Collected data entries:
⟨

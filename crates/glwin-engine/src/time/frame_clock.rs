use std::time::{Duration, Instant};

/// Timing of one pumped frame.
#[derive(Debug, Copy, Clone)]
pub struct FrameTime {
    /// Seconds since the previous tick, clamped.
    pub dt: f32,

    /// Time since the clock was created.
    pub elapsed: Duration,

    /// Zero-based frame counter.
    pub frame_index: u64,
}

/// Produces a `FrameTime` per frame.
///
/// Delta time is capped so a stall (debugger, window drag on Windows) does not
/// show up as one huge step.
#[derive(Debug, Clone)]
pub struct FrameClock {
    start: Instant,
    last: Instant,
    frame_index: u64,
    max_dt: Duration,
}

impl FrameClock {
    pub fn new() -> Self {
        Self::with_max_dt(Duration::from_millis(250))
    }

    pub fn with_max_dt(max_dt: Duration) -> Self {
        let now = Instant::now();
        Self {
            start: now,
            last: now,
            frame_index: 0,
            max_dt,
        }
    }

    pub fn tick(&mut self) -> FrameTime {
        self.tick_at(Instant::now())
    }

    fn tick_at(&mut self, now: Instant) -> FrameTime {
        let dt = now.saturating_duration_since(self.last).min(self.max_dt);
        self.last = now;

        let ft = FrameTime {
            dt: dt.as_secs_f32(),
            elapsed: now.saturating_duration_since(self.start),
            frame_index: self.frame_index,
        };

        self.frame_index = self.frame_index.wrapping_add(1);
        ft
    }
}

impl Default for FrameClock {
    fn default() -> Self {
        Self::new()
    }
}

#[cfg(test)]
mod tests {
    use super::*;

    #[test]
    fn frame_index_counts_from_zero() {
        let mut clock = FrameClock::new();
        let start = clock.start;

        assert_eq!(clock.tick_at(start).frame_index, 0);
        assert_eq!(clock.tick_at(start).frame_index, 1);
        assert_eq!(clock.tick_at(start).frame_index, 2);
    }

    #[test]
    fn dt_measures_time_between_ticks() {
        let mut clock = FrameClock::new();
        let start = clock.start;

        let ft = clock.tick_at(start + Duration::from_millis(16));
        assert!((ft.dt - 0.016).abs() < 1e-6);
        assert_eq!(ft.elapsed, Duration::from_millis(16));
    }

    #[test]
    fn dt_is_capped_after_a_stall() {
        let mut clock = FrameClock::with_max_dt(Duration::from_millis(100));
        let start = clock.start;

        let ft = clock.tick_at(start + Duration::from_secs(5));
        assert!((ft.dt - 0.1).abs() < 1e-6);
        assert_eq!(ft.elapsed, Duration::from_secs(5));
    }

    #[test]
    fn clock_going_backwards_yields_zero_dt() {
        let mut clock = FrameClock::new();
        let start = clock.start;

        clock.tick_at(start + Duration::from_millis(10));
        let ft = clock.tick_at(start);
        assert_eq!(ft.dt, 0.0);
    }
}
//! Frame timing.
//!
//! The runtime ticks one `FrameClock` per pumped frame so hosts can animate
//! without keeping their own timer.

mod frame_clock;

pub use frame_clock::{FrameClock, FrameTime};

⟩
⟨

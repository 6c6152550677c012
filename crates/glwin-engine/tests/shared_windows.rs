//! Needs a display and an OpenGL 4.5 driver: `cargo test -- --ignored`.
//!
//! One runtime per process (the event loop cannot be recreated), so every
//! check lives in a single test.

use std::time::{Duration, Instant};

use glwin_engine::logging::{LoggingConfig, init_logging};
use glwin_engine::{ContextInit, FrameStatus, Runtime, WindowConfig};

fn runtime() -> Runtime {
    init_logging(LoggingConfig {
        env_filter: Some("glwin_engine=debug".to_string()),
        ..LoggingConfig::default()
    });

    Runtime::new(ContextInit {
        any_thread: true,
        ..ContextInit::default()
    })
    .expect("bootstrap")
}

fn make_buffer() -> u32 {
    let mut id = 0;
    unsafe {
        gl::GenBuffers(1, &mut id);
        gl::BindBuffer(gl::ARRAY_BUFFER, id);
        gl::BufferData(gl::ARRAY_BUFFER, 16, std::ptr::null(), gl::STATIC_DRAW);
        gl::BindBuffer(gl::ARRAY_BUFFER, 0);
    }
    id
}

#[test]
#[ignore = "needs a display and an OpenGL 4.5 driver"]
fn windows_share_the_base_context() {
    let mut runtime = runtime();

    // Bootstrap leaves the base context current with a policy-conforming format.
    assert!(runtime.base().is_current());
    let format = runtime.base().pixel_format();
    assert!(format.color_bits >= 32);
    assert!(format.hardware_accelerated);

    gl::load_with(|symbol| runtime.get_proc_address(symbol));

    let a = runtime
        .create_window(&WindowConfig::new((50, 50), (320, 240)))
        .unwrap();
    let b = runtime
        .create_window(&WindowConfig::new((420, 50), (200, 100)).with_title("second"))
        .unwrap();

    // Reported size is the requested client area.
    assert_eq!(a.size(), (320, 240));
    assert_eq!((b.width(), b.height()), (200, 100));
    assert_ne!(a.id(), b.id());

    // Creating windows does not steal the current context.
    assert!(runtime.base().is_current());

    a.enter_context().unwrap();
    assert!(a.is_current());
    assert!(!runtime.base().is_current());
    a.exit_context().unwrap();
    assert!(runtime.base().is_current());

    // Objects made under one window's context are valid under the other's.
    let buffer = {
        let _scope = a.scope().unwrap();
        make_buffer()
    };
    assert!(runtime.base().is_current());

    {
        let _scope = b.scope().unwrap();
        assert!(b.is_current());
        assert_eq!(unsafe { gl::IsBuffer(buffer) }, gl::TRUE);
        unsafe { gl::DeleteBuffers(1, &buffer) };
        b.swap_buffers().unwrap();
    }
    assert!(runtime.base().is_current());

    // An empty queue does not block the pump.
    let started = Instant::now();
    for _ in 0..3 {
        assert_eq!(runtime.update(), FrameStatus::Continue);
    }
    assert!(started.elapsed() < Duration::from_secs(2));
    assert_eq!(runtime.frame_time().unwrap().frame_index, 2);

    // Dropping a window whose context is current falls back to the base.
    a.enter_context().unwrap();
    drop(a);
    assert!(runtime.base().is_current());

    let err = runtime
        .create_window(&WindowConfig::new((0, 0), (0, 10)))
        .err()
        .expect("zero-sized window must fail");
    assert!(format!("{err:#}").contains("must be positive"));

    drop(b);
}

⟩

■ Problem: In the data above, find each line where the string "ContextInit" appears, then copy it.

■ Answer space:
use glwin_engine::{ContextInit, FrameStatus, Runtime, WindowConfig};
    Runtime::new(ContextInit {
        ..ContextInit::default()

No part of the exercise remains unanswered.